REQUIREMENT:
Which lines below include "driver"? Copy them all.
*** DATASET CONTENT
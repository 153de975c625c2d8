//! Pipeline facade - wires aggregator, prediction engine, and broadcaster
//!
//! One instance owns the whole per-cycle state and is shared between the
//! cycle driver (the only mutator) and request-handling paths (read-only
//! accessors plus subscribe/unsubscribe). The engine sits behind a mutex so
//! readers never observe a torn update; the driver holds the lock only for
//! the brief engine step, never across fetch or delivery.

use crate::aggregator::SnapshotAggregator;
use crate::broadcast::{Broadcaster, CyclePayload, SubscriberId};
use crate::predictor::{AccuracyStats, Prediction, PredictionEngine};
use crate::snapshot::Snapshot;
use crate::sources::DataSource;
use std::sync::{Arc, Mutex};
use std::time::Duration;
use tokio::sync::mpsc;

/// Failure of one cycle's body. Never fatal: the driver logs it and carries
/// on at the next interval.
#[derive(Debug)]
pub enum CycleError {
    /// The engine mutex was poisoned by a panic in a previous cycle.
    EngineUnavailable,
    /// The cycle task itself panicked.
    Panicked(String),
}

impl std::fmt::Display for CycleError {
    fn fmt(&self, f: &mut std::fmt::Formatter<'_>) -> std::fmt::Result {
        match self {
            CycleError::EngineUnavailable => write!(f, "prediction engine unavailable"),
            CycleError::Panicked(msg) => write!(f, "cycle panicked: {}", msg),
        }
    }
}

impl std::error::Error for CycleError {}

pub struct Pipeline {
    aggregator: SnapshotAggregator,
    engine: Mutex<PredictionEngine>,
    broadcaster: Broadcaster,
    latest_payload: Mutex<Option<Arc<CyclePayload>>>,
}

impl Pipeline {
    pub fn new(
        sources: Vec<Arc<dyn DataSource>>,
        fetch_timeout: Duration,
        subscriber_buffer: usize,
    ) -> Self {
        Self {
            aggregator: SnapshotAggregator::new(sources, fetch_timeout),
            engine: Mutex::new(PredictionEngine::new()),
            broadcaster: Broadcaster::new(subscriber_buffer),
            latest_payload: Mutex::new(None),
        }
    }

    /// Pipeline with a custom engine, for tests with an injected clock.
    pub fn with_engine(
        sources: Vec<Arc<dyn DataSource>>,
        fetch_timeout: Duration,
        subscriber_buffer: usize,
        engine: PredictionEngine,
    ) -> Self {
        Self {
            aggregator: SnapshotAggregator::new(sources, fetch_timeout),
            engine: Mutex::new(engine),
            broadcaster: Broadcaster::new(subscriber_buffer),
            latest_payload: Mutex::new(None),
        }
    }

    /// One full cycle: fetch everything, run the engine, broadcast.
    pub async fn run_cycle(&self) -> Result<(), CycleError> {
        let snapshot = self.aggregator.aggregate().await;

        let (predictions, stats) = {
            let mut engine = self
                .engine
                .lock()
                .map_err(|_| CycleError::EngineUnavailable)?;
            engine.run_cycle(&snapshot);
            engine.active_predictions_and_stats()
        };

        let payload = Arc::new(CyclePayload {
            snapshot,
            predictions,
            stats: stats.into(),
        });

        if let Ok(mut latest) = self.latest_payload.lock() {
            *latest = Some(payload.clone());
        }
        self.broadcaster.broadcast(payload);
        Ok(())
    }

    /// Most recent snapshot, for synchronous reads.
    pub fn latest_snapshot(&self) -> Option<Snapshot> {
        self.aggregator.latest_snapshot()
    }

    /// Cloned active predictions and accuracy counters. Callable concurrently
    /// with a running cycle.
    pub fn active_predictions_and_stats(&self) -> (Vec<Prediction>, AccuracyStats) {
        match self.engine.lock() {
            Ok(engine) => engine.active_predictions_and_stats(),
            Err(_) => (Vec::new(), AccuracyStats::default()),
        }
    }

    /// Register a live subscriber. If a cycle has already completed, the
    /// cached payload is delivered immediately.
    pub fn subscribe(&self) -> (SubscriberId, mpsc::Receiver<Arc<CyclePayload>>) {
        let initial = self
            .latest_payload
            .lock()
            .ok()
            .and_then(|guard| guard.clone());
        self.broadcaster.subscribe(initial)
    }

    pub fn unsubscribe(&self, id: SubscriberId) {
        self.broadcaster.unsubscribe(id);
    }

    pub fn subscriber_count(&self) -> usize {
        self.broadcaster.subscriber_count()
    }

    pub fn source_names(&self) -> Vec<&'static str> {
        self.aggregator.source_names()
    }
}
******
ANSWER TO THE PROBLEM:
//! cycle driver (the only mutator) and request-handling paths (read-only
//! readers never observe a torn update; the driver holds the lock only for
/// Failure of one cycle's body. Never fatal: the driver logs it and carries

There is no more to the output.